** Data records follows **

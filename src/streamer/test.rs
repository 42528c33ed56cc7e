// SPDX-License-Identifier: GPL-2.0-or-later

#![allow(clippy::unwrap_used)]

use crate::*;
use bytes::Bytes;
use common::{ArcLogger, DummyLogger, ILogger, LogEntry, LogLevel};
use mp4::{
    find_box, u32_to_flags, write_single_box, Boxes, CompatibleBrandElem, Ftyp, FullBox, Mdat,
    Mfhd, Moof, Moov, Tfdt, Tfhd, Traf, Trun, TrunEntry, TFHD_DEFAULT_BASE_IS_MOOF,
    TRUN_DATA_OFFSET_PRESENT, TRUN_SAMPLE_DURATION_PRESENT, TRUN_SAMPLE_SIZE_PRESENT, TYPE_TFDT,
};
use pretty_assertions::assert_eq;
use pretty_hex::pretty_hex;
use std::{
    cell::RefCell,
    rc::Rc,
    sync::{Arc, Mutex},
};
use test_case::test_case;

#[derive(Clone, Default)]
struct TestSink(Rc<RefCell<Vec<Bytes>>>);

impl TestSink {
    fn new() -> Self {
        Self::default()
    }

    fn boxes(&self) -> Vec<Bytes> {
        self.0.borrow().clone()
    }
}

impl Sink for TestSink {
    fn send(&mut self, b: Bytes) {
        self.0.borrow_mut().push(b);
    }
}

#[derive(Default)]
struct TestLogger(Mutex<Vec<LogEntry>>);

impl ILogger for TestLogger {
    fn log(&self, entry: LogEntry) {
        self.0.lock().unwrap().push(entry);
    }
}

fn build_ftyp() -> Vec<u8> {
    let mut buf = Vec::new();
    write_single_box(
        &mut buf,
        &Ftyp {
            major_brand: *b"iso5",
            minor_version: 512,
            compatible_brands: vec![
                CompatibleBrandElem(*b"iso5"),
                CompatibleBrandElem(*b"iso6"),
                CompatibleBrandElem(*b"mp41"),
            ],
        },
    )
    .unwrap();
    buf
}

fn build_moov() -> Vec<u8> {
    let mut buf = Vec::new();
    Boxes {
        mp4_box: Box::new(Moov {}),
        children: vec![],
    }
    .marshal(&mut buf)
    .unwrap();
    buf
}

fn build_moof(trun: Trun) -> Boxes {
    Boxes {
        mp4_box: Box::new(Moof {}),
        children: vec![
            Boxes {
                mp4_box: Box::new(Mfhd {
                    full_box: FullBox::default(),
                    sequence_number: 1,
                }),
                children: vec![],
            },
            Boxes {
                mp4_box: Box::new(Traf {}),
                children: vec![
                    Boxes {
                        mp4_box: Box::new(Tfhd {
                            full_box: FullBox {
                                version: 0,
                                flags: u32_to_flags(TFHD_DEFAULT_BASE_IS_MOOF),
                            },
                            track_id: 1,
                            ..Tfhd::default()
                        }),
                        children: vec![],
                    },
                    Boxes {
                        mp4_box: Box::new(Tfdt {
                            full_box: FullBox {
                                version: 1,
                                flags: [0, 0, 0],
                            },
                            base_media_decode_time_v0: 0,
                            // The producer's own timeline, which
                            // must never reach a viewer.
                            base_media_decode_time_v1: 90000,
                        }),
                        children: vec![],
                    },
                    Boxes {
                        mp4_box: Box::new(trun),
                        children: vec![],
                    },
                ],
            },
        ],
    }
}

// Returns a moof+mdat pair with one trun entry per duration.
fn build_fragment(durations: &[u32], payload: &[u8]) -> Vec<u8> {
    let trun = Trun {
        full_box: FullBox {
            version: 0,
            flags: u32_to_flags(
                TRUN_DATA_OFFSET_PRESENT
                    | TRUN_SAMPLE_DURATION_PRESENT
                    | TRUN_SAMPLE_SIZE_PRESENT,
            ),
        },
        sample_count: u32::try_from(durations.len()).unwrap(),
        data_offset: 0x70,
        first_sample_flags: 0,
        entries: durations
            .iter()
            .map(|d| TrunEntry {
                sample_duration: *d,
                sample_size: 4,
                ..TrunEntry::default()
            })
            .collect(),
    };

    let mut buf = Vec::new();
    build_moof(trun).marshal(&mut buf).unwrap();
    write_single_box(&mut buf, &Mdat(payload.to_vec())).unwrap();
    buf
}

// Neither per-sample durations nor a tfhd default.
fn build_fragment_without_durations(payload: &[u8]) -> Vec<u8> {
    let trun = Trun {
        sample_count: 2,
        ..Trun::default()
    };
    let mut buf = Vec::new();
    build_moof(trun).marshal(&mut buf).unwrap();
    write_single_box(&mut buf, &Mdat(payload.to_vec())).unwrap();
    buf
}

fn read_tfdt(moof: &[u8]) -> u64 {
    let pos = find_box(moof, TYPE_TFDT).unwrap();
    let header = mp4::BoxHeader::unmarshal(&moof[pos..]).unwrap();
    let tfdt = Tfdt::unmarshal(&moof[pos + header.header_size..]).unwrap();
    if tfdt.full_box.version == 0 {
        tfdt.base_media_decode_time_v0.into()
    } else {
        tfdt.base_media_decode_time_v1
    }
}

#[test]
fn test_viewer_registered_before_stream() {
    let mut stream = Mp4Stream::new(DummyLogger::new());
    let sink = TestSink::new();
    stream.add_viewer(Box::new(sink.clone()));
    assert_eq!(1, stream.num_viewers());

    let ftyp = build_ftyp();
    assert_eq!(28, ftyp.len());
    let moov = build_moov();

    stream.feed(&ftyp).unwrap();
    stream.feed(&moov).unwrap();
    stream.feed(&build_fragment(&[1000, 1000], b"abcd")).unwrap();

    let got = sink.boxes();
    assert_eq!(4, got.len());
    assert_eq!(pretty_hex(&ftyp), pretty_hex(&got[0]));
    assert_eq!(pretty_hex(&moov), pretty_hex(&got[1]));
    assert_eq!(0, read_tfdt(&got[2]));
    assert_eq!(b"mdat", &got[3][4..8]);
    assert_eq!(b"abcd", &got[3][8..]);
}

#[test]
fn test_baseline_advances_by_fragment_duration() {
    let mut stream = Mp4Stream::new(DummyLogger::new());
    let sink = TestSink::new();
    stream.add_viewer(Box::new(sink.clone()));

    stream.feed(&build_ftyp()).unwrap();
    stream.feed(&build_moov()).unwrap();
    stream.feed(&build_fragment(&[1000, 1000], b"abcd")).unwrap();
    stream.feed(&build_fragment(&[500], b"efgh")).unwrap();
    stream.feed(&build_fragment(&[250], b"ijkl")).unwrap();

    let got = sink.boxes();
    assert_eq!(8, got.len());
    assert_eq!(0, read_tfdt(&got[2]));
    assert_eq!(2000, read_tfdt(&got[4]));
    assert_eq!(2500, read_tfdt(&got[6]));
}

#[test]
fn test_late_viewer_starts_at_zero() {
    let mut stream = Mp4Stream::new(DummyLogger::new());
    let first = TestSink::new();
    stream.add_viewer(Box::new(first.clone()));

    let ftyp = build_ftyp();
    let moov = build_moov();
    stream.feed(&ftyp).unwrap();
    stream.feed(&moov).unwrap();
    stream.feed(&build_fragment(&[1000, 1000], b"abcd")).unwrap();

    // Cached init boxes are replayed synchronously inside the
    // registration call.
    let late = TestSink::new();
    stream.add_viewer(Box::new(late.clone()));
    let got = late.boxes();
    assert_eq!(2, got.len());
    assert_eq!(pretty_hex(&ftyp), pretty_hex(&got[0]));
    assert_eq!(pretty_hex(&moov), pretty_hex(&got[1]));

    stream.feed(&build_fragment(&[500], b"efgh")).unwrap();

    // Same fragment, independent timelines.
    assert_eq!(2000, read_tfdt(&first.boxes()[4]));
    assert_eq!(0, read_tfdt(&late.boxes()[2]));

    // The mdat is identical for both.
    assert_eq!(
        pretty_hex(&first.boxes()[5]),
        pretty_hex(&late.boxes()[3])
    );
}

#[test_case(1; "single bytes")]
#[test_case(3; "three byte chunks")]
#[test_case(17; "seventeen byte chunks")]
fn test_feed_chunked(chunk_size: usize) {
    let mut data = Vec::new();
    data.extend_from_slice(&build_ftyp());
    data.extend_from_slice(&build_moov());
    data.extend_from_slice(&build_fragment(&[1000], b"abcd"));
    data.extend_from_slice(&build_fragment(&[500], b"efgh"));

    let mut stream = Mp4Stream::new(DummyLogger::new());
    let sink = TestSink::new();
    stream.add_viewer(Box::new(sink.clone()));

    for chunk in data.chunks(chunk_size) {
        stream.feed(chunk).unwrap();
    }

    let got = sink.boxes();
    assert_eq!(6, got.len());
    assert_eq!(0, read_tfdt(&got[2]));
    assert_eq!(1000, read_tfdt(&got[4]));
}

#[test]
fn test_remove_viewer() {
    let mut stream = Mp4Stream::new(DummyLogger::new());
    let sink = TestSink::new();
    let id = stream.add_viewer(Box::new(sink.clone()));

    assert!(!stream.remove_viewer(ViewerId(99)));
    assert!(stream.remove_viewer(id));
    assert!(!stream.remove_viewer(id));
    assert_eq!(0, stream.num_viewers());

    stream.feed(&build_ftyp()).unwrap();
    stream.feed(&build_moov()).unwrap();
    stream.feed(&build_fragment(&[1000], b"abcd")).unwrap();
    assert!(sink.boxes().is_empty());
}

#[test]
fn test_fragment_before_init() {
    let mut stream = Mp4Stream::new(DummyLogger::new());
    let sink = TestSink::new();
    stream.add_viewer(Box::new(sink.clone()));

    let err = stream
        .feed(&build_fragment(&[1000], b"abcd"))
        .unwrap_err();
    assert!(matches!(err, FeedError::InitNotCached));
    assert!(sink.boxes().is_empty());

    // The stream recovers once the init boxes arrive.
    stream.feed(&build_ftyp()).unwrap();
    stream.feed(&build_moov()).unwrap();
    stream.feed(&build_fragment(&[1000], b"efgh")).unwrap();
    assert_eq!(4, sink.boxes().len());
}

#[test]
fn test_malformed_fragment_is_fatal_for_itself() {
    let mut stream = Mp4Stream::new(DummyLogger::new());
    let sink = TestSink::new();
    stream.add_viewer(Box::new(sink.clone()));

    stream.feed(&build_ftyp()).unwrap();
    stream.feed(&build_moov()).unwrap();

    // A moof without a trun cannot be patched.
    let mut bad = Vec::new();
    Boxes {
        mp4_box: Box::new(Moof {}),
        children: vec![Boxes {
            mp4_box: Box::new(Traf {}),
            children: vec![
                Boxes {
                    mp4_box: Box::new(Tfhd {
                        full_box: FullBox {
                            version: 0,
                            flags: u32_to_flags(TFHD_DEFAULT_BASE_IS_MOOF),
                        },
                        track_id: 1,
                        ..Tfhd::default()
                    }),
                    children: vec![],
                },
                Boxes {
                    mp4_box: Box::new(Tfdt {
                        full_box: FullBox {
                            version: 1,
                            flags: [0, 0, 0],
                        },
                        base_media_decode_time_v0: 0,
                        base_media_decode_time_v1: 0,
                    }),
                    children: vec![],
                },
            ],
        }],
    }
    .marshal(&mut bad)
    .unwrap();
    write_single_box(&mut bad, &Mdat(b"abcd".to_vec())).unwrap();

    let err = stream.feed(&bad).unwrap_err();
    assert!(matches!(err, FeedError::PatchMoof(_)));
    assert_eq!(2, sink.boxes().len());

    // The pair was dropped, the next fragment still goes through.
    stream.feed(&build_fragment(&[1000], b"efgh")).unwrap();
    assert_eq!(4, sink.boxes().len());
}

#[test]
fn test_unexpected_root_box_is_discarded() {
    let logger = Arc::new(TestLogger::default());
    let arc_logger: ArcLogger = logger.clone();
    let mut stream = Mp4Stream::new(arc_logger);
    let sink = TestSink::new();
    stream.add_viewer(Box::new(sink.clone()));

    stream.feed(&build_ftyp()).unwrap();
    stream.feed(&build_moov()).unwrap();

    let free = [
        0, 0, 0, 0x10, b'f', b'r', b'e', b'e', //
        1, 2, 3, 4, 5, 6, 7, 8, //
    ];
    stream.feed(&free).unwrap();

    let entries = logger.0.lock().unwrap();
    assert_eq!(1, entries.len());
    assert!(entries[0].message.contains("free"));
    drop(entries);

    // Parsing continues after the discarded box.
    stream.feed(&build_fragment(&[1000], b"abcd")).unwrap();
    assert_eq!(4, sink.boxes().len());
}

#[test]
fn test_undeterminable_duration_stalls_baseline() {
    let logger = Arc::new(TestLogger::default());
    let arc_logger: ArcLogger = logger.clone();
    let mut stream = Mp4Stream::new(arc_logger);
    let sink = TestSink::new();
    stream.add_viewer(Box::new(sink.clone()));

    stream.feed(&build_ftyp()).unwrap();
    stream.feed(&build_moov()).unwrap();
    stream
        .feed(&build_fragment_without_durations(b"abcd"))
        .unwrap();
    stream
        .feed(&build_fragment_without_durations(b"efgh"))
        .unwrap();

    let got = sink.boxes();
    assert_eq!(6, got.len());
    assert_eq!(0, read_tfdt(&got[2]));
    // The duration fell back to zero, so the baseline never moved.
    assert_eq!(0, read_tfdt(&got[4]));

    let entries = logger.0.lock().unwrap();
    assert_eq!(2, entries.len());
    assert_eq!(LogLevel::Warning, entries[0].level);
}

#[test]
fn test_boundary_detector_normal_and_extended() {
    let mut detector = BoundaryDetector::new();

    let mut data = vec![
        0, 0, 0, 0x10, b'f', b'r', b'e', b'e', //
        1, 2, 3, 4, 5, 6, 7, 8, //
    ];
    let free_len = data.len();
    data.extend_from_slice(&[
        0, 0, 0, 1, // extended size marker
        0, 0, 0, 0, 0, 0, 0, 0x18, // size
        b'm', b'd', b'a', b't', //
        b'a', b'b', b'c', b'd', b'e', b'f', b'g', b'h', //
    ]);

    let mut completed = Vec::new();
    for (i, byte) in data.iter().enumerate() {
        if let Some((box_type, buf)) = detector.push(*byte) {
            completed.push((i, box_type, buf));
        }
    }

    // Each box completes exactly on its last byte with exactly
    // the declared number of bytes.
    assert_eq!(2, completed.len());
    assert_eq!((free_len - 1, *b"free"), (completed[0].0, completed[0].1));
    assert_eq!(&data[..free_len], completed[0].2.as_slice());
    assert_eq!((data.len() - 1, *b"mdat"), (completed[1].0, completed[1].1));
    assert_eq!(&data[free_len..], completed[1].2.as_slice());
}

#[test]
fn test_boundary_detector_absorbs_leading_bytes() {
    // Garbage that cannot form a valid header keeps accumulating
    // until a recognizable root box completes.
    let mut detector = BoundaryDetector::new();
    for byte in [0xde, 0xad] {
        assert!(detector.push(byte).is_none());
    }
}
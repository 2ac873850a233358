use std::collections::BTreeMap;
use std::fmt;

use serde::Serialize;
use serde_json::Value;

/// One element of a cache key.
///
/// Numbers are kept as their JSON text so keys stay `Eq + Hash`. Maps compare by
/// field name regardless of insertion order, and null fields inside maps are
/// dropped so `{ search: None }` and `{}` address the same entry.
#[derive(Debug, Clone, PartialEq, Eq, Hash, PartialOrd, Ord)]
pub enum KeyPart {
    Null,
    Bool(bool),
    Number(String),
    Text(String),
    List(Vec<KeyPart>),
    Map(BTreeMap<String, KeyPart>),
}

impl KeyPart {
    pub fn from_value(value: Value) -> Self {
        match value {
            Value::Null => KeyPart::Null,
            Value::Bool(flag) => KeyPart::Bool(flag),
            Value::Number(number) => KeyPart::Number(number.to_string()),
            Value::String(text) => KeyPart::Text(text),
            Value::Array(items) => KeyPart::List(items.into_iter().map(Self::from_value).collect()),
            Value::Object(fields) => KeyPart::Map(
                fields
                    .into_iter()
                    .filter(|(_, value)| !value.is_null())
                    .map(|(name, value)| (name, Self::from_value(value)))
                    .collect(),
            ),
        }
    }
}

impl From<&str> for KeyPart {
    fn from(value: &str) -> Self {
        KeyPart::Text(value.to_string())
    }
}

impl From<String> for KeyPart {
    fn from(value: String) -> Self {
        KeyPart::Text(value)
    }
}

impl From<bool> for KeyPart {
    fn from(value: bool) -> Self {
        KeyPart::Bool(value)
    }
}

macro_rules! number_key_part {
    ($($ty:ty),*) => {
        $(impl From<$ty> for KeyPart {
            fn from(value: $ty) -> Self {
                KeyPart::Number(value.to_string())
            }
        })*
    };
}

number_key_part!(u32, u64, i32, i64, usize);

impl fmt::Display for KeyPart {
    fn fmt(&self, f: &mut fmt::Formatter<'_>) -> fmt::Result {
        match self {
            KeyPart::Null => f.write_str("null"),
            KeyPart::Bool(flag) => write!(f, "{flag}"),
            KeyPart::Number(number) => f.write_str(number),
            KeyPart::Text(text) => write!(f, "{text:?}"),
            KeyPart::List(items) => {
                f.write_str("[")?;
                for (index, item) in items.iter().enumerate() {
                    if index > 0 {
                        f.write_str(",")?;
                    }
                    write!(f, "{item}")?;
                }
                f.write_str("]")
            }
            KeyPart::Map(fields) => {
                f.write_str("{")?;
                for (index, (name, value)) in fields.iter().enumerate() {
                    if index > 0 {
                        f.write_str(",")?;
                    }
                    write!(f, "{name}:{value}")?;
                }
                f.write_str("}")
            }
        }
    }
}

/// Ordered cache identifier: a literal name followed by the call's parameters.
#[derive(Debug, Clone, PartialEq, Eq, Hash, PartialOrd, Ord)]
pub struct QueryKey(Vec<KeyPart>);

impl QueryKey {
    pub fn new(name: &str) -> Self {
        Self(vec![KeyPart::from(name)])
    }

    pub fn with(mut self, part: impl Into<KeyPart>) -> Self {
        self.0.push(part.into());
        self
    }

    /// Append serialized parameters (filters, pagination) as one key part.
    pub fn with_params<P: Serialize + ?Sized>(mut self, params: &P) -> Self {
        let part = match serde_json::to_value(params) {
            Ok(value) => KeyPart::from_value(value),
            Err(err) => {
                tracing::warn!(error = %err, "cache key parameters failed to serialize");
                KeyPart::Null
            }
        };
        self.0.push(part);
        self
    }

    pub fn parts(&self) -> &[KeyPart] {
        &self.0
    }

    pub fn name(&self) -> Option<&str> {
        match self.0.first() {
            Some(KeyPart::Text(name)) => Some(name),
            _ => None,
        }
    }

    /// True when `prefix` matches the leading parts of this key element by element.
    pub fn starts_with(&self, prefix: &QueryKey) -> bool {
        self.0.starts_with(&prefix.0)
    }
}

impl fmt::Display for QueryKey {
    fn fmt(&self, f: &mut fmt::Formatter<'_>) -> fmt::Result {
        write!(f, "{}", KeyPart::List(self.0.clone()))
    }
}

** End of Data records **

Directions → Using the listing above, copy exactly the line that contains "use serde_json::Value;", the line that contains "fn from(value: bool)", and each line that falls between them.

Exercise output →
use serde_json::Value;

/// One element of a cache key.
///
/// Numbers are kept as their JSON text so keys stay `Eq + Hash`. Maps compare by
/// field name regardless of insertion order, and null fields inside maps are
/// dropped so `{ search: None }` and `{}` address the same entry.
#[derive(Debug, Clone, PartialEq, Eq, Hash, PartialOrd, Ord)]
pub enum KeyPart {
    Null,
    Bool(bool),
    Number(String),
    Text(String),
    List(Vec<KeyPart>),
    Map(BTreeMap<String, KeyPart>),
}

impl KeyPart {
    pub fn from_value(value: Value) -> Self {
        match value {
            Value::Null => KeyPart::Null,
            Value::Bool(flag) => KeyPart::Bool(flag),
            Value::Number(number) => KeyPart::Number(number.to_string()),
            Value::String(text) => KeyPart::Text(text),
            Value::Array(items) => KeyPart::List(items.into_iter().map(Self::from_value).collect()),
            Value::Object(fields) => KeyPart::Map(
                fields
                    .into_iter()
                    .filter(|(_, value)| !value.is_null())
                    .map(|(name, value)| (name, Self::from_value(value)))
                    .collect(),
            ),
        }
    }
}

impl From<&str> for KeyPart {
    fn from(value: &str) -> Self {
        KeyPart::Text(value.to_string())
    }
}

impl From<String> for KeyPart {
    fn from(value: String) -> Self {
        KeyPart::Text(value)
    }
}

impl From<bool> for KeyPart {
    fn from(value: bool) -> Self {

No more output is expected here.